▶ Instructions for the task: All of the records must come back exactly. Please repeat them in full.
-------- Data shown
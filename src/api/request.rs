//! API request types
//!
//! Each request is a tagged variant with a typed argument struct. Hosts
//! build them from envelope arguments through `Request::bind`, which checks
//! the argument names against the schema before decoding.

use serde::{Deserialize, Serialize};
use serde_json::Value;

use crate::storage::{UserRecord, Year};

use super::errors::{ApiError, ApiResult};
use super::schema::{Operation, RequestSchema};

/// Arguments of `store_new_user`
#[derive(Debug, Clone, PartialEq, Eq, Serialize, Deserialize)]
#[serde(deny_unknown_fields)]
pub struct StoreNewUserRequest {
    pub name: String,
    pub url: String,
    pub languages: String,
    /// `null` is accepted and stored as "no year"
    pub year: Option<Year>,
}

impl StoreNewUserRequest {
    pub fn into_record(self) -> UserRecord {
        UserRecord::new(self.name, self.url, self.languages, self.year)
    }
}

/// A validated request
#[derive(Debug, Clone, PartialEq, Eq)]
pub enum Request {
    StoreNewUser(StoreNewUserRequest),
    GetAllUsers,
}

impl Request {
    /// Resolve `name` in `schema`, check `args`, decode the typed arguments
    pub fn bind(schema: &RequestSchema, name: &str, args: Option<&Value>) -> ApiResult<Self> {
        let op = schema.lookup(name)?;
        let bound = schema.bind_args(op, args)?;

        match op {
            Operation::StoreNewUser => {
                let req: StoreNewUserRequest = serde_json::from_value(Value::Object(bound))
                    .map_err(|e| ApiError::invalid_request(format!("Invalid arguments: {}", e)))?;
                Ok(Request::StoreNewUser(req))
            }
            Operation::GetAllUsers => Ok(Request::GetAllUsers),
        }
    }

    pub fn operation(&self) -> Operation {
        match self {
            Request::StoreNewUser(_) => Operation::StoreNewUser,
            Request::GetAllUsers => Operation::GetAllUsers,
        }
    }
}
----------------
▶ Written answer:
filename src/api/request.rs
//! API request types
//!
//! Each request is a tagged variant with a typed argument struct. Hosts
//! build them from envelope arguments through `Request::bind`, which checks
//! the argument names against the schema before decoding.

use serde::{Deserialize, Serialize};
use serde_json::Value;

use crate::storage::{UserRecord, Year};

use super::errors::{ApiError, ApiResult};
use super::schema::{Operation, RequestSchema};

/// Arguments of `store_new_user`
#[derive(Debug, Clone, PartialEq, Eq, Serialize, Deserialize)]
#[serde(deny_unknown_fields)]
pub struct StoreNewUserRequest {
    pub name: String,
    pub url: String,
    pub languages: String,
    /// `null` is accepted and stored as "no year"
    pub year: Option<Year>,
}

impl StoreNewUserRequest {
    pub fn into_record(self) -> UserRecord {
        UserRecord::new(self.name, self.url, self.languages, self.year)
    }
}

/// A validated request
#[derive(Debug, Clone, PartialEq, Eq)]
pub enum Request {
    StoreNewUser(StoreNewUserRequest),
    GetAllUsers,
}

impl Request {
    /// Resolve `name` in `schema`, check `args`, decode the typed arguments
    pub fn bind(schema: &RequestSchema, name: &str, args: Option<&Value>) -> ApiResult<Self> {
        let op = schema.lookup(name)?;
        let bound = schema.bind_args(op, args)?;

        match op {
            Operation::StoreNewUser => {
                let req: StoreNewUserRequest = serde_json::from_value(Value::Object(bound))
                    .map_err(|e| ApiError::invalid_request(format!("Invalid arguments: {}", e)))?;
                Ok(Request::StoreNewUser(req))
            }
            Operation::GetAllUsers => Ok(Request::GetAllUsers),
        }
    }

    pub fn operation(&self) -> Operation {
        match self {
            Request::StoreNewUser(_) => Operation::StoreNewUser,
            Request::GetAllUsers => Operation::GetAllUsers,
        }
    }
}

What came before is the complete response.